As a greater number of residents are seeking to improve their carbon footprints and make their living spaces more sustainable, the design and aesthetics of homes are changing. While this may conjure up images of rustic endeavours, those that see homeowners creating their own compost and growing a host of seasonal vegetables, many new design trends are more technological, focusing on the benefits of smart living.
If you’re interested in making your living space more carbon-neutral and environmentally friendly, then we have six great home projects that might help you to get started.
Electric Vehicle Charging
There are many initiatives seeking to increase the number of electric vehicles on the road and, in the UK, they are having a significant impact. In 2021, electric vehicle sales increased by over 70%. As a result, countrywide infrastructure is being put into place to ensure that charging points are available at all reasonable distances.
For homeowners, it’s a good idea to futureproof a property by ensuring that it has similar facilities. Whether inside a garage space or on a driveway, having a charging point is not only useful for yourself and visitors, but also the value of your home too.

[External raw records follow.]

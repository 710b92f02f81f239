//! Per-artifact fetch errors.

use std::path::PathBuf;

use thiserror::Error;

use crate::client::ClientError;

/// Why a single artifact could not be mirrored.
///
/// These never escape the orchestrator; each one becomes a
/// [`super::DownloadOutcome::Failure`].
#[derive(Debug, Error)]
pub enum FetchError {
    /// The client could not obtain or interpret a response.
    #[error(transparent)]
    Client(ClientError),

    /// The final response had a non-2xx status.
    #[error("HTTP {status}: {reason}")]
    Status {
        /// HTTP status code.
        status: u16,
        /// Reason phrase reported for the status.
        reason: String,
    },

    /// File system error while staging or placing the artifact.
    #[error("IO error at {path}: {source}")]
    Io {
        /// The file or directory involved.
        path: PathBuf,
        /// The underlying IO error.
        #[source]
        source: std::io::Error,
    },
}

impl FetchError {
    /// Wraps a client failure.
    pub fn client(source: ClientError) -> Self {
        Self::Client(source)
    }

    /// Creates a status error.
    pub fn status(status: u16, reason: impl Into<String>) -> Self {
        Self::Status {
            status,
            reason: reason.into(),
        }
    }

    /// Creates an IO error.
    pub fn io(path: impl Into<PathBuf>, source: std::io::Error) -> Self {
        Self::Io {
            path: path.into(),
            source,
        }
    }
}
//! Streaming a response body into place without exposing partial files.

use std::path::Path;

use futures_util::StreamExt;
use tokio::fs::{self, File};
use tokio::io::{AsyncWriteExt, BufWriter};
use tokio_util::sync::CancellationToken;
use tracing::debug;

use crate::client::{ArtifactResponse, ClientError};
use crate::mirror::FetchError;
use crate::transport::TransportError;

/// Streams `response` to `scratch`, then renames it to `target`.
///
/// The scratch file is removed on any failure, so `target` either keeps its
/// previous state or holds the complete body. Returns bytes written.
pub(super) async fn stage_and_place(
    response: ArtifactResponse,
    scratch: &Path,
    target: &Path,
    cancel: &CancellationToken,
) -> Result<u64, FetchError> {
    let result = async {
        let written = stream_to_file(response, scratch, cancel).await?;
        fs::rename(scratch, target)
            .await
            .map_err(|e| FetchError::io(target, e))?;
        Ok::<_, FetchError>(written)
    }
    .await;

    if result.is_err() {
        debug!(path = %scratch.display(), "cleaning up staged file after error");
        let _ = fs::remove_file(scratch).await;
    }
    result
}

/// Streams response body to file, returning bytes written.
async fn stream_to_file(
    response: ArtifactResponse,
    path: &Path,
    cancel: &CancellationToken,
) -> Result<u64, FetchError> {
    let file = File::create(path).await.map_err(|e| FetchError::io(path, e))?;
    let mut writer = BufWriter::new(file);
    let mut body = response.body;
    let url = response.url.to_string();
    let mut bytes_written: u64 = 0;

    loop {
        let chunk = tokio::select! {
            biased;
            () = cancel.cancelled() => {
                return Err(FetchError::client(ClientError::transport(
                    TransportError::cancelled(url.as_str()),
                )));
            }
            chunk = body.next() => chunk,
        };
        let Some(chunk) = chunk else {
            break;
        };
        let chunk = chunk.map_err(|e| FetchError::client(ClientError::transport(e)))?;

        writer
            .write_all(&chunk)
            .await
            .map_err(|e| FetchError::io(path, e))?;
        bytes_written += chunk.len() as u64;
    }

    // Ensure all data is flushed to disk
    writer.flush().await.map_err(|e| FetchError::io(path, e))?;

    Ok(bytes_written)
}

While initial uptake of solar panels was relatively slow, largely due to their associated efficiency and cost, solar panels are now far more ubiquitous. This is because, over the past ten years, they have become more useful for homeowners, producing greater amounts of power and at a low cost. They are now also available in smaller sizes, making them suitable for outbuildings such as sheds and log cabins too.

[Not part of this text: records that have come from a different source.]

//! URL construction for the repository's HTTP API.

use std::sync::LazyLock;

use url::Url;

use super::ClientError;

/// Public JetBrains plugin repository.
pub const DEFAULT_BASE_URL: &str = "https://plugins.jetbrains.com";

const LIST_PATH: &str = "plugins/list";
const DOWNLOAD_PATH: &str = "plugin/download";
const PLUGIN_MANAGER_PATH: &str = "pluginManager";
const ICON_PATH: &str = "api/icon";

#[allow(clippy::expect_used)]
static DEFAULT_BASE: LazyLock<Url> = LazyLock::new(|| {
    Url::parse(&format!("{DEFAULT_BASE_URL}/")).expect("default base URL is valid") // Static URL, safe to panic
});

/// Builds request URLs relative to a repository base URL.
#[derive(Debug, Clone, PartialEq, Eq)]
pub struct Endpoints {
    base: Url,
}

impl Endpoints {
    /// Creates endpoints rooted at `base`.
    ///
    /// # Errors
    ///
    /// Returns [`ClientError::InvalidBaseUrl`] when `base` is not an absolute
    /// http(s) URL.
    pub fn new(base: &str) -> Result<Self, ClientError> {
        let mut base = Url::parse(base).map_err(|_| ClientError::invalid_base_url(base))?;
        if !matches!(base.scheme(), "http" | "https") || base.cannot_be_a_base() {
            return Err(ClientError::invalid_base_url(base.as_str()));
        }
        // endpoint paths are appended to the base path
        if !base.path().ends_with('/') {
            let path = format!("{}/", base.path());
            base.set_path(&path);
        }
        Ok(Self { base })
    }

    /// Returns the normalized base URL.
    #[must_use]
    pub fn base(&self) -> &Url {
        &self.base
    }

    /// `plugins/list?build=<build>`
    #[must_use]
    pub fn list_for_build(&self, build: &str) -> Url {
        self.with_query(LIST_PATH, &[("build", build)])
    }

    /// `plugins/list?pluginId=<id>`
    #[must_use]
    pub fn list_for_plugin(&self, plugin_id: &str) -> Url {
        self.with_query(LIST_PATH, &[("pluginId", plugin_id)])
    }

    /// `plugin/download?pluginId=<id>&version=<version>`
    #[must_use]
    pub fn download(&self, plugin_id: &str, version: &str) -> Url {
        self.with_query(DOWNLOAD_PATH, &[("pluginId", plugin_id), ("version", version)])
    }

    /// `pluginManager?action=download&id=<id>&build=<build>`
    #[must_use]
    pub fn download_latest(&self, plugin_id: &str, build: &str) -> Url {
        self.with_query(
            PLUGIN_MANAGER_PATH,
            &[("action", "download"), ("id", plugin_id), ("build", build)],
        )
    }

    /// `api/icon?pluginId=<id>[&theme=<THEME>]`
    #[must_use]
    pub fn icon(&self, plugin_id: &str, theme: Option<&str>) -> Url {
        match theme {
            Some(theme) => {
                let theme = theme.to_uppercase();
                self.with_query(ICON_PATH, &[("pluginId", plugin_id), ("theme", &theme)])
            }
            None => self.with_query(ICON_PATH, &[("pluginId", plugin_id)]),
        }
    }

    fn with_query(&self, path: &str, pairs: &[(&str, &str)]) -> Url {
        let mut url = self.base.clone();
        url.set_path(&format!("{}{path}", self.base.path()));
        url.query_pairs_mut().clear().extend_pairs(pairs);
        url
    }
}

impl Default for Endpoints {
    fn default() -> Self {
        Self {
            base: DEFAULT_BASE.clone(),
        }
    }
}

There is a huge shift in the furniture industry and manufacturers are looking for ways to improve the sustainability of their products at the demand of many customers. While homeowners can benefit from these changes, there are many who are turning to create their own furniture instead.

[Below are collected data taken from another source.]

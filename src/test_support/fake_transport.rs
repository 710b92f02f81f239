//! Scripted in-memory [`HttpTransport`] for exercising layers above the backend.

#![allow(clippy::unwrap_used)]

use std::collections::{HashMap, VecDeque};
use std::sync::Mutex;

use async_trait::async_trait;
use url::Url;

use crate::transport::{HttpResponse, HttpTransport, TransportError};

/// One scripted answer.
#[derive(Debug, Clone)]
pub enum FakeReply {
    Respond {
        status: u16,
        body: Vec<u8>,
        location: Option<String>,
        content_disposition: Option<String>,
    },
    /// Never answers; the caller's deadline has to fire.
    Hang,
    ConnectionReset,
}

impl FakeReply {
    pub fn bytes(status: u16, body: &[u8]) -> Self {
        Self::Respond {
            status,
            body: body.to_vec(),
            location: None,
            content_disposition: None,
        }
    }

    pub fn file(filename: &str, body: &[u8]) -> Self {
        Self::Respond {
            status: 200,
            body: body.to_vec(),
            location: None,
            content_disposition: Some(format!("attachment; filename=\"{filename}\"")),
        }
    }

    pub fn redirect(status: u16, location: &str) -> Self {
        Self::Respond {
            status,
            body: Vec::new(),
            location: Some(location.to_string()),
            content_disposition: None,
        }
    }
}

/// Replies are queued per key. A key is matched against the full URL, then
/// path plus query, then path alone. The last reply of a queue repeats.
#[derive(Debug, Default)]
pub struct FakeTransport {
    replies: Mutex<HashMap<String, VecDeque<FakeReply>>>,
    requested: Mutex<Vec<Url>>,
}

impl FakeTransport {
    pub fn new() -> Self {
        Self::default()
    }

    pub fn push(&self, key: &str, reply: FakeReply) {
        self.replies
            .lock()
            .unwrap()
            .entry(key.to_string())
            .or_default()
            .push_back(reply);
    }

    pub fn push_url(&self, url: &str, reply: FakeReply) {
        self.push(url, reply);
    }

    /// Number of requests whose URL matched `key`.
    pub fn calls(&self, key: &str) -> usize {
        self.requested
            .lock()
            .unwrap()
            .iter()
            .filter(|url| candidate_keys(url).iter().any(|k| k == key))
            .count()
    }

    pub fn total_calls(&self) -> usize {
        self.requested.lock().unwrap().len()
    }

    fn next_reply(&self, url: &Url) -> Option<FakeReply> {
        let mut replies = self.replies.lock().unwrap();
        for key in candidate_keys(url) {
            if let Some(queue) = replies.get_mut(&key) {
                if queue.len() > 1 {
                    return queue.pop_front();
                }
                return queue.front().cloned();
            }
        }
        None
    }
}

fn candidate_keys(url: &Url) -> Vec<String> {
    let path = url.path().to_string();
    let path_and_query = match url.query() {
        Some(query) => format!("{path}?{query}"),
        None => path.clone(),
    };
    vec![url.as_str().to_string(), path_and_query, path]
}

#[async_trait]
impl HttpTransport for FakeTransport {
    async fn get(&self, url: &Url) -> Result<HttpResponse, TransportError> {
        self.requested.lock().unwrap().push(url.clone());

        match self.next_reply(url) {
            None => Ok(HttpResponse::new(404, url.clone())),
            Some(FakeReply::Hang) => std::future::pending().await,
            Some(FakeReply::ConnectionReset) => Err(TransportError::network(
                url.as_str(),
                "connection reset by peer",
            )),
            Some(FakeReply::Respond {
                status,
                body,
                location,
                content_disposition,
            }) => {
                let mut response = HttpResponse::from_bytes(status, url.clone(), body);
                response.location = location;
                response.content_disposition = content_disposition;
                Ok(response)
            }
        }
    }
}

Some may want to jump right in and begin crafting their own furniture from scratch, whereas others will find themselves preferring to upcycle and upholster secondhand furniture or bespoke antique store finds.
Insulation should be at the forefront of every resident’s mind. Not only does high-quality insulation mean reduced energy costs but also has a far lower carbon footprint. This is because homes that are able to maintain their warmth and resist external temperature drops are far more efficiently heated, meaning less of an energy drain.
Having a smart internal infrastructure for a home is both luxurious and environmentally friendly. Lightbulbs, for example, can not only be controlled remotely, even when a resident is away from home, but also programmed to turn off automatically when no one is in the room. The same features also apply to more energy-intensive assets too, such as boilers and radiators.
Water Collection Facilities
As hose pipes restrictions become more familiar to residents, especially during last year’s extensive heat wave, many homeowners are establishing rainwater collection systems. These simple additions to the garden enable homeowners to have a relatively consistent supply of water for their garden, one that is both environmentally friendly and, ultimately, free.